A University of Colorado-Boulder study has found that opioid use increases chronic pain in rats.

David Disalvo, Forbes, May 30, 2016

News from a research team studying the effects of opioids may help explain the explosion in prescription painkiller addictions of the last several years. A University of Colorado-Boulder study has found that opioid use increases chronic pain in rats. If the same result holds true in humans, it would mean that prescribed opioids aren’t only viciously addictive, they also worsen the very condition they’re prescribed to treat.

The study showed that just five days of morphine treatment in rats caused chronic pain that continued for several months by triggering the release of pain signals from immune cells in the spinal cord.

“We are showing for the first time that even a brief exposure to opioids can have long-term negative effects on pain,” said CU-Boulder assistant research professor Peter Grace, a faculty member in the Department of Psychology and Neuroscience. “We found the treatment was contributing to the problem.”

The immune cells in the spinal cord, known as glial cells, normally play the role of clearing out infection-causing microorganisms. When the body is in pain, signals are sent that place glial cells on high alert. In rats, what appears to happen after a few days of morphine treatment is the opioids send repeated signals to the glial cells, causing a “glial cascade.” In turn this cascade produces a cell signal from a protein called interleukin-1beta (IL-1b), which increases the activity of nerve cells in the spinal cord and brain, resulting in intensified chronic pain that lasts several months.
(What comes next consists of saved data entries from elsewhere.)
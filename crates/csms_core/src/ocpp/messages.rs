//! OCPP-J framing
//!
//! - CALL: [2, messageId, action, payload]
//! - CALLRESULT: [3, messageId, payload]
//! - CALLERROR: [4, messageId, errorCode, errorDescription, errorDetails]

use serde::{Deserialize, Serialize};
use serde_json::Value;
use thiserror::Error;
use uuid::Uuid;

use super::types::*;

/// OCPP message type identifiers
#[derive(Debug, Clone, Copy, PartialEq, Eq)]
pub enum MessageType {
    Call = 2,
    CallResult = 3,
    CallError = 4,
}

/// OCPP-J error codes
#[derive(Debug, Clone, Copy, PartialEq, Eq, Serialize, Deserialize)]
pub enum ErrorCode {
    NotImplemented,
    NotSupported,
    InternalError,
    ProtocolError,
    SecurityError,
    FormationViolation,
    PropertyConstraintViolation,
    OccurenceConstraintViolation,
    TypeConstraintViolation,
    GenericError,
}

/// Actions exchanged with a station
#[derive(Debug, Clone, Copy, PartialEq, Eq, Serialize, Deserialize)]
pub enum Action {
    // CP -> CSMS
    BootNotification,
    Heartbeat,
    StatusNotification,
    StartTransaction,
    MeterValues,
    StopTransaction,

    // CSMS -> CP
    SetChargingProfile,
}

impl std::fmt::Display for Action {
    fn fmt(&self, f: &mut std::fmt::Formatter<'_>) -> std::fmt::Result {
        write!(f, "{:?}", self)
    }
}

impl std::str::FromStr for Action {
    type Err = String;

    fn from_str(s: &str) -> Result<Self, Self::Err> {
        match s {
            "BootNotification" => Ok(Action::BootNotification),
            "Heartbeat" => Ok(Action::Heartbeat),
            "StatusNotification" => Ok(Action::StatusNotification),
            "StartTransaction" => Ok(Action::StartTransaction),
            "MeterValues" => Ok(Action::MeterValues),
            "StopTransaction" => Ok(Action::StopTransaction),
            "SetChargingProfile" => Ok(Action::SetChargingProfile),
            _ => Err(s.to_string()),
        }
    }
}

/// Errors in OCPP frame handling
#[derive(Debug, Error)]
pub enum FrameError {
    #[error("JSON parse error: {0}")]
    Json(#[from] serde_json::Error),

    #[error("Invalid message format")]
    InvalidFormat,

    #[error("Unknown action {action} in message {message_id}")]
    UnknownAction { message_id: String, action: String },

    #[error("Unknown message type: {0}")]
    UnknownMessageType(i64),

    #[error("Invalid {action} payload in message {message_id}: {reason}")]
    InvalidPayload {
        message_id: String,
        action: Action,
        reason: String,
    },
}

impl FrameError {
    /// The CALLERROR a station should receive for this error, when the
    /// offending message id is known.
    pub fn to_call_error(&self) -> Option<CallError> {
        match self {
            FrameError::UnknownAction { message_id, action } => Some(CallError::new(
                message_id.clone(),
                ErrorCode::NotImplemented,
                format!("Action {action} is not supported"),
            )),
            FrameError::InvalidPayload {
                message_id, reason, ..
            } => Some(CallError::new(
                message_id.clone(),
                ErrorCode::FormationViolation,
                reason.clone(),
            )),
            _ => None,
        }
    }
}

/// OCPP CALL message (request)
#[derive(Debug, Clone)]
pub struct Call {
    pub message_id: String,
    pub action: Action,
    pub payload: Value,
}

impl Call {
    /// Create a new CALL message with auto-generated ID
    pub fn new(action: Action, payload: impl Serialize) -> Result<Self, FrameError> {
        Ok(Self {
            message_id: Uuid::new_v4().to_string(),
            action,
            payload: serde_json::to_value(payload)?,
        })
    }

    pub fn set_charging_profile(request: SetChargingProfileRequest) -> Result<Self, FrameError> {
        Self::new(Action::SetChargingProfile, request)
    }

    /// Parse the payload as the request type of this action
    pub fn parse_payload<T: for<'de> Deserialize<'de>>(&self) -> Result<T, FrameError> {
        serde_json::from_value(self.payload.clone()).map_err(|err| FrameError::InvalidPayload {
            message_id: self.message_id.clone(),
            action: self.action,
            reason: err.to_string(),
        })
    }

    /// Serialize to OCPP wire format: [2, messageId, action, payload]
    pub fn to_bytes(&self) -> Result<Vec<u8>, FrameError> {
        let array = serde_json::json!([
            MessageType::Call as i32,
            &self.message_id,
            self.action.to_string(),
            &self.payload
        ]);
        Ok(serde_json::to_vec(&array)?)
    }
}

/// OCPP CALLRESULT message (success response)
#[derive(Debug, Clone)]
pub struct CallResult {
    pub message_id: String,
    pub payload: Value,
}

impl CallResult {
    pub fn new(message_id: String, payload: impl Serialize) -> Result<Self, FrameError> {
        Ok(Self {
            message_id,
            payload: serde_json::to_value(payload)?,
        })
    }

    /// Serialize to OCPP wire format: [3, messageId, payload]
    pub fn to_bytes(&self) -> Result<Vec<u8>, FrameError> {
        let array = serde_json::json!([
            MessageType::CallResult as i32,
            &self.message_id,
            &self.payload
        ]);
        Ok(serde_json::to_vec(&array)?)
    }

    /// Parse the payload as a specific response type
    pub fn parse_payload<T: for<'de> Deserialize<'de>>(&self) -> Result<T, FrameError> {
        Ok(serde_json::from_value(self.payload.clone())?)
    }
}

/// OCPP CALLERROR message (error response)
#[derive(Debug, Clone)]
pub struct CallError {
    pub message_id: String,
    pub error_code: ErrorCode,
    pub error_description: String,
    pub error_details: Value,
}

impl CallError {
    pub fn new(
        message_id: String,
        error_code: ErrorCode,
        error_description: impl Into<String>,
    ) -> Self {
        Self {
            message_id,
            error_code,
            error_description: error_description.into(),
            error_details: Value::Object(serde_json::Map::new()),
        }
    }

    /// Serialize to OCPP wire format: [4, messageId, errorCode, errorDescription, errorDetails]
    pub fn to_bytes(&self) -> Result<Vec<u8>, FrameError> {
        let array = serde_json::json!([
            MessageType::CallError as i32,
            &self.message_id,
            format!("{:?}", self.error_code),
            &self.error_description,
            &self.error_details
        ]);
        Ok(serde_json::to_vec(&array)?)
    }
}

/// Parsed OCPP message (any type)
#[derive(Debug, Clone)]
pub enum OcppMessage {
    Call(Call),
    CallResult(CallResult),
    CallError(CallError),
}

fn message_id_at(array: &[Value]) -> Result<String, FrameError> {
    array
        .get(1)
        .and_then(Value::as_str)
        .map(str::to_string)
        .ok_or(FrameError::InvalidFormat)
}

impl OcppMessage {
    /// Parse an OCPP message from JSON bytes
    pub fn parse(bytes: &[u8]) -> Result<Self, FrameError> {
        let array: Vec<Value> = serde_json::from_slice(bytes)?;

        let msg_type = array
            .first()
            .and_then(Value::as_i64)
            .ok_or(FrameError::InvalidFormat)?;

        match msg_type {
            2 => {
                if array.len() != 4 {
                    return Err(FrameError::InvalidFormat);
                }
                let message_id = message_id_at(&array)?;
                let action_str = array[2].as_str().ok_or(FrameError::InvalidFormat)?;
                let action: Action =
                    action_str
                        .parse()
                        .map_err(|action| FrameError::UnknownAction {
                            message_id: message_id.clone(),
                            action,
                        })?;

                Ok(OcppMessage::Call(Call {
                    message_id,
                    action,
                    payload: array[3].clone(),
                }))
            }
            3 => {
                if array.len() != 3 {
                    return Err(FrameError::InvalidFormat);
                }
                Ok(OcppMessage::CallResult(CallResult {
                    message_id: message_id_at(&array)?,
                    payload: array[2].clone(),
                }))
            }
            4 => {
                if array.len() != 5 {
                    return Err(FrameError::InvalidFormat);
                }
                let message_id = message_id_at(&array)?;
                let error_code = array[2]
                    .as_str()
                    .and_then(|code| serde_json::from_value(Value::String(code.to_string())).ok())
                    .unwrap_or(ErrorCode::GenericError);
                let error_description = array[3].as_str().unwrap_or("").to_string();

                Ok(OcppMessage::CallError(CallError {
                    message_id,
                    error_code,
                    error_description,
                    error_details: array[4].clone(),
                }))
            }
            _ => Err(FrameError::UnknownMessageType(msg_type)),
        }
    }

    pub fn message_id(&self) -> &str {
        match self {
            OcppMessage::Call(c) => &c.message_id,
            OcppMessage::CallResult(r) => &r.message_id,
            OcppMessage::CallError(e) => &e.message_id,
        }
    }

    pub fn to_bytes(&self) -> Result<Vec<u8>, FrameError> {
        match self {
            OcppMessage::Call(c) => c.to_bytes(),
            OcppMessage::CallResult(r) => r.to_bytes(),
            OcppMessage::CallError(e) => e.to_bytes(),
        }
    }
}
“The implications for people taking opioids like morphine, oxycodone and methadone are great, since we show the short-term decision to take such opioids can have devastating consequences of making pain worse and longer lasting,” said professor Linda Watkins of CU-Boulder. “This is a very ugly side to opioids that had not been recognized before.”

Again, the study hasn’t yet been conducted in humans, so for the time being the results are cautionary. But this isn’t the first study investigating the issue, with previous researching suggesting that opioids lengthen chronic pain after major surgery.

If the latest findings hold true, they’d help explain the vicious cycle of prescription opioid use. The drugs numb pain at the surface level, but below the surface they may be drawing out how long a patient experiences pain, thereby extending how long the drugs are taken. Since opioid addiction can begin after a relatively short period of time, it’s easy to see how this effect could be contributing to the epidemic of painkiller addictions that’s been building for the last 15 years. The next phase of this research will be worth keeping an eye on.